Data items
-*-*-
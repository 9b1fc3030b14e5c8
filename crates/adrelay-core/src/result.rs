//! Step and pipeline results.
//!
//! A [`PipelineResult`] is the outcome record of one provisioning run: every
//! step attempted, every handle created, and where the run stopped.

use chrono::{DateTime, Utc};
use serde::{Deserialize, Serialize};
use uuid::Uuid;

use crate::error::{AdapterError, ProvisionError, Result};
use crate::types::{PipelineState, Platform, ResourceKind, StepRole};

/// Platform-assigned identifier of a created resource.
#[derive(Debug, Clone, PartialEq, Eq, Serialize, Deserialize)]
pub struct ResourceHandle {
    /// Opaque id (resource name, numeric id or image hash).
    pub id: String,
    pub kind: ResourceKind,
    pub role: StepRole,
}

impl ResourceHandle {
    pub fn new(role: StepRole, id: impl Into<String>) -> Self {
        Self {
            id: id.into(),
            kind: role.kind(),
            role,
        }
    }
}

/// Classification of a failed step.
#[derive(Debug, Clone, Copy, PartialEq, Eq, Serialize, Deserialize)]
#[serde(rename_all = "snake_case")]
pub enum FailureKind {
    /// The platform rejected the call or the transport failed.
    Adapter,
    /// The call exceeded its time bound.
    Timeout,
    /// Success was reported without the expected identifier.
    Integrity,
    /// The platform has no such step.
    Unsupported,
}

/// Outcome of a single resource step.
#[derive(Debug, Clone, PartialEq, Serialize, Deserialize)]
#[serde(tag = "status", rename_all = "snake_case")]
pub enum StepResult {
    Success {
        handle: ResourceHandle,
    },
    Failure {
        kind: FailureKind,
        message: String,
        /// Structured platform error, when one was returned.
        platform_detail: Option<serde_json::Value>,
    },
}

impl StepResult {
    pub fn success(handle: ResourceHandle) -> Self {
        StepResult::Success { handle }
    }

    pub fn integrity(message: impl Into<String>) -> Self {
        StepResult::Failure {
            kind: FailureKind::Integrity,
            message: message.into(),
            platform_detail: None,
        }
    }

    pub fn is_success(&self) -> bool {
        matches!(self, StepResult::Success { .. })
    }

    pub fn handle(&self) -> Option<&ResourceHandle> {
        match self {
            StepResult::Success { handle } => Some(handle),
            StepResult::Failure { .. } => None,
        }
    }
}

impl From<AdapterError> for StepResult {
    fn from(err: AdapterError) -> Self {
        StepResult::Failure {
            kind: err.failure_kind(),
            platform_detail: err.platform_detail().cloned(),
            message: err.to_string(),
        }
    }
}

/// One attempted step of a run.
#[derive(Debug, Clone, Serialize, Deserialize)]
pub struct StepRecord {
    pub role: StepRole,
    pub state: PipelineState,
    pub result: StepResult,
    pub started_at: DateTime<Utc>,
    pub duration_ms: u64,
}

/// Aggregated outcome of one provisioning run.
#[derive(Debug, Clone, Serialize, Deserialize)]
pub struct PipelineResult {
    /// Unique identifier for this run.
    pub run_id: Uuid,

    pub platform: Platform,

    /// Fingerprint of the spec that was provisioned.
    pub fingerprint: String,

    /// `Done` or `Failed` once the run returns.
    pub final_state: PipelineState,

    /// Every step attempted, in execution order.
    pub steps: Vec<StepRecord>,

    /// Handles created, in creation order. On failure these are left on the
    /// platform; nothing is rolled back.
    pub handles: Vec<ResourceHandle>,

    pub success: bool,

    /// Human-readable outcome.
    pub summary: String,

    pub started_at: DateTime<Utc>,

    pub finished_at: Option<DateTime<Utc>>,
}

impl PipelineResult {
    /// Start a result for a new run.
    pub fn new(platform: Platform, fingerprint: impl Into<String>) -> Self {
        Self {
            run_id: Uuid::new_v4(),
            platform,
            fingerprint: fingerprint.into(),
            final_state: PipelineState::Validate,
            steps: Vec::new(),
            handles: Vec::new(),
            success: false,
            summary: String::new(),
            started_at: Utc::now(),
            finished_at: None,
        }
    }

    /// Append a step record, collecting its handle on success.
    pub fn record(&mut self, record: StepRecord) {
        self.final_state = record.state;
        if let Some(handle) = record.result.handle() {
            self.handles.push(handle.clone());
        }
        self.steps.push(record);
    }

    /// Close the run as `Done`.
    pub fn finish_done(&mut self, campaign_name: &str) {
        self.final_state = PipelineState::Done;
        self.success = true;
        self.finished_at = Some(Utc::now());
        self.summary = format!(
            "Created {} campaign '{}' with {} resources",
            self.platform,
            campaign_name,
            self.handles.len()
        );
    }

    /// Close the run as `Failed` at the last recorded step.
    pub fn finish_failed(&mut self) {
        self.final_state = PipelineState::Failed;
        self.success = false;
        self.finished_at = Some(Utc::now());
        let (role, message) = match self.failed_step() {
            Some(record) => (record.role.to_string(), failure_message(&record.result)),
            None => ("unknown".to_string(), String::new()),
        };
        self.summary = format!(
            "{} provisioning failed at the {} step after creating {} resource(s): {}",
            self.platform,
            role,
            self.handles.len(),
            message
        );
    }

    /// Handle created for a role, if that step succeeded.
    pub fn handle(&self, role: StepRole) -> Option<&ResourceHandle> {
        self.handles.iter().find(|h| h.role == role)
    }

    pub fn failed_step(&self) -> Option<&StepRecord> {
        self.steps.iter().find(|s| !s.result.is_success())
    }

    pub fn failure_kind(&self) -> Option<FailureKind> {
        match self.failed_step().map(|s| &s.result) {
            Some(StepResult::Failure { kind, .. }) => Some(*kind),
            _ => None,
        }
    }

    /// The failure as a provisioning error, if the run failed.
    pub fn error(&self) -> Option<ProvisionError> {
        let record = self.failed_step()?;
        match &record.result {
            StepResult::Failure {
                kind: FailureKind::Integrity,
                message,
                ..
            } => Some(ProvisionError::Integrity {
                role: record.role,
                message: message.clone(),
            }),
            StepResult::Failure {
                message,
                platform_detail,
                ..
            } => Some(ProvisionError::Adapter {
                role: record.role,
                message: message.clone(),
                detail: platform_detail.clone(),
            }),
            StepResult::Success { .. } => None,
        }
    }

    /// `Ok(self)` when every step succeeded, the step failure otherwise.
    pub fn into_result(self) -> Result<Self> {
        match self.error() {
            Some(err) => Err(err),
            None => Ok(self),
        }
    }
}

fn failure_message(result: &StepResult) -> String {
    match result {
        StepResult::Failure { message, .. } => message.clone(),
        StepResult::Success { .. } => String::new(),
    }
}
-*-*-
#### [PROBLEM TO SOLVE]
The line containing "self.handles.iter().find(|h| h.role == role)" and every line after it, through the end of the records, should be repeated exactly and alone.

#### [OUTPUT BELOW]
        self.handles.iter().find(|h| h.role == role)
    }

    pub fn failed_step(&self) -> Option<&StepRecord> {
        self.steps.iter().find(|s| !s.result.is_success())
    }

    pub fn failure_kind(&self) -> Option<FailureKind> {
        match self.failed_step().map(|s| &s.result) {
            Some(StepResult::Failure { kind, .. }) => Some(*kind),
            _ => None,
        }
    }

    /// The failure as a provisioning error, if the run failed.
    pub fn error(&self) -> Option<ProvisionError> {
        let record = self.failed_step()?;
        match &record.result {
            StepResult::Failure {
                kind: FailureKind::Integrity,
                message,
                ..
            } => Some(ProvisionError::Integrity {
                role: record.role,
                message: message.clone(),
            }),
            StepResult::Failure {
                message,
                platform_detail,
                ..
            } => Some(ProvisionError::Adapter {
                role: record.role,
                message: message.clone(),
                detail: platform_detail.clone(),
            }),
            StepResult::Success { .. } => None,
        }
    }

    /// `Ok(self)` when every step succeeded, the step failure otherwise.
    pub fn into_result(self) -> Result<Self> {
        match self.error() {
            Some(err) => Err(err),
            None => Ok(self),
        }
    }
}

fn failure_message(result: &StepResult) -> String {
    match result {
        StepResult::Failure { message, .. } => message.clone(),
        StepResult::Success { .. } => String::new(),
    }
}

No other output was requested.